Once a place of pause between departure and arrival, the waiting room carries an architectural memory of transition. Like a balcony, it occupies an in-between condition, neither inside nor outside, held between what has not yet begun and what is just about to unfold. Within this spatial resonance, the work took shape as body, image, architecture, and breath listened to one another, coexisting and transforming through shared presence.
V.Audience Encounter
The audience’s responses revealed how both the materials and the performance carried emotional resonance. Some viewers leaned in closely to observe the delicate textures of the paper, lighting the images gently with their phones. One shared that his father would have loved the photographs for their quiet nostalgia and attentive detail. In these exchanges, the installation bridged personal memory with shared resonance, allowing fragility to become a point of connection.
During the live performance, several viewers described feeling a subtle shift in the room from the moment Sousami entered the space. The beginning was almost imperceptible, as if movement arose from the space itself rather than being introduced to it. Breath and gesture gradually accumulated, and some audience members noted a moment when their own emotional rhythm seemed to align with the performer’s. This was not a dramatic climax but a gentle attunement in which presence became shared rather than observed.

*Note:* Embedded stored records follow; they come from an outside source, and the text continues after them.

use crate::package::InstalledPackage;
use mbridge_domain::{Importance, ModId};
use mbridge_version::VersionConstraint;

/// One validated entry of a mod's dependency list. Immutable once built.
#[derive(Debug, Clone, PartialEq, Eq, Hash)]
pub struct DependencyDescriptor {
    id: ModId,
    constraint: VersionConstraint,
    importance: Importance,
}

impl DependencyDescriptor {
    #[must_use]
    pub const fn new(id: ModId, constraint: VersionConstraint, importance: Importance) -> Self {
        Self { id, constraint, importance }
    }

    #[must_use]
    pub const fn id(&self) -> &ModId {
        &self.id
    }

    #[must_use]
    pub const fn constraint(&self) -> &VersionConstraint {
        &self.constraint
    }

    #[must_use]
    pub const fn importance(&self) -> Importance {
        self.importance
    }

    /// Whether a located package for this dependency is exposed to the build.
    ///
    /// `required` always links, `recommended` only with auto-fetch and
    /// `suggested` never.
    #[must_use]
    pub const fn is_linked(&self, auto_fetch: bool) -> bool {
        self.importance.links(auto_fetch)
    }
}

/// Outcome of resolving one [`DependencyDescriptor`].
///
/// `linked` implies a package is present and satisfies the constraint.
#[derive(Debug, Clone, PartialEq, Eq)]
pub struct ResolvedDependency {
    descriptor: DependencyDescriptor,
    package: Option<InstalledPackage>,
    linked: bool,
}

impl ResolvedDependency {
    pub(crate) fn located(
        descriptor: DependencyDescriptor,
        package: InstalledPackage,
        auto_fetch: bool,
    ) -> Self {
        let linked = descriptor.is_linked(auto_fetch);
        Self { descriptor, package: Some(package), linked }
    }

    pub(crate) const fn unavailable(descriptor: DependencyDescriptor) -> Self {
        Self { descriptor, package: None, linked: false }
    }

    #[must_use]
    pub const fn descriptor(&self) -> &DependencyDescriptor {
        &self.descriptor
    }

    #[must_use]
    pub const fn id(&self) -> &ModId {
        &self.descriptor.id
    }

    #[must_use]
    pub const fn package(&self) -> Option<&InstalledPackage> {
        self.package.as_ref()
    }

    /// Linked package, if any.
    #[must_use]
    pub fn linked_package(&self) -> Option<&InstalledPackage> {
        self.package.as_ref().filter(|_| self.linked)
    }

    #[must_use]
    pub const fn is_linked(&self) -> bool {
        self.linked
    }
}
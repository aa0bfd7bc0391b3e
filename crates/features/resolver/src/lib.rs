//! # Dependency Resolution
//!
//! Turns the dependency list of a mod manifest into concrete packages and a
//! build plan.
//!
//! 1. [`ModManifest`] parses and validates the manifest into
//!    [`DependencyDescriptor`]s.
//! 2. [`DependencyResolver`] maps every descriptor independently onto an
//!    installed package, falling back to a [`PackageIndex`] fetch, and decides
//!    whether the dependency is linked.
//! 3. [`BuildPlan`] lists the include directory, link set and soft
//!    dependencies for the build tool; [`BuildPlan::materialize`] lays the
//!    linked packages out on disk.
//!
//! Unresolvable `required` dependencies are fatal. `recommended` and
//! `suggested` ones degrade to unlinked, so the declaring mod has to reach
//! them through dispatch events and attributes instead.
//!
//! ```rust
//! use mbridge_resolver::{
//!     DependencyResolver, InstalledPackage, InstalledPackages, ModManifest, OfflineIndex,
//!     ResolveOptions,
//! };
//!
//! let manifest = ModManifest::from_json(
//!     r#"{
//!         "id": "beta.ui",
//!         "version": "1.0.0",
//!         "dependencies": [
//!             { "id": "alpha.core", "version": ">=1.2.0" },
//!             { "id": "gamma.stats", "version": ">=0.4.0", "importance": "suggested" }
//!         ]
//!     }"#,
//! )
//! .unwrap();
//!
//! let installed: InstalledPackages =
//!     [InstalledPackage::new("alpha.core".parse().unwrap(), "1.4.2".parse().unwrap())]
//!         .into_iter()
//!         .collect();
//!
//! let mut resolver = DependencyResolver::new(installed, OfflineIndex, ResolveOptions::default());
//! let resolved = resolver.resolve(&manifest.descriptors().unwrap()).unwrap();
//!
//! assert!(resolved[0].is_linked());
//! assert!(!resolved[1].is_linked());
//! assert!(resolved[1].package().is_none());
//! ```

mod build;
mod descriptor;
mod error;
mod index;
mod manifest;
mod package;
mod resolver;

pub use build::{BuildLayout, BuildPlan};
pub use descriptor::{DependencyDescriptor, ResolvedDependency};
pub use error::{
    BuildError, BuildErrorExt, IndexError, IndexErrorExt, ManifestError, ManifestErrorExt,
    ResolveError, ResolveErrorExt, ResolveErrorKind,
};
pub use index::{OfflineIndex, PackageIndex, StaticIndex};
pub use manifest::{DependencyEntry, ModManifest};
pub use package::{InstalledPackage, InstalledPackages};
pub use resolver::{DependencyResolver, ResolveOptions};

Within these durations of watching and listening, body, material, and audience attention formed a shared field of presence. Fragility became relational.
Production Team
Concept, Direction, Installation & Choreography : Siyuan Meng
Performer: Azize Sousami
Live Sound / Composition: Christopher Rodriguez
Competing Interests
The author has no competing interests to declare.
Author Biography
Siyuan Meng is an independent dance filmmaker, performer and choreographer working across screendance, ritual performance and sensory installation. Her practice weaves embodied memory, material poetics and diasporic presence into site-responsive choreographies of stillness and shared resonance. Rooted in East Asian philosophical sensibilities and informed by her movement between China and London, Meng approaches the moving body as both medium and archive, where memory, displacement and ritual are held and reconfigured. Her work explores how embodied awareness can generate spaces of intimacy, collective presence and repair through attentive movement and material fragility. By integrating screendance, somatic practice and ritual gesture, she develops poetic choreographic frameworks that invite stillness in motion and presence in absence.
Meng holds an MA in Screendance from London Contemporary Dance School.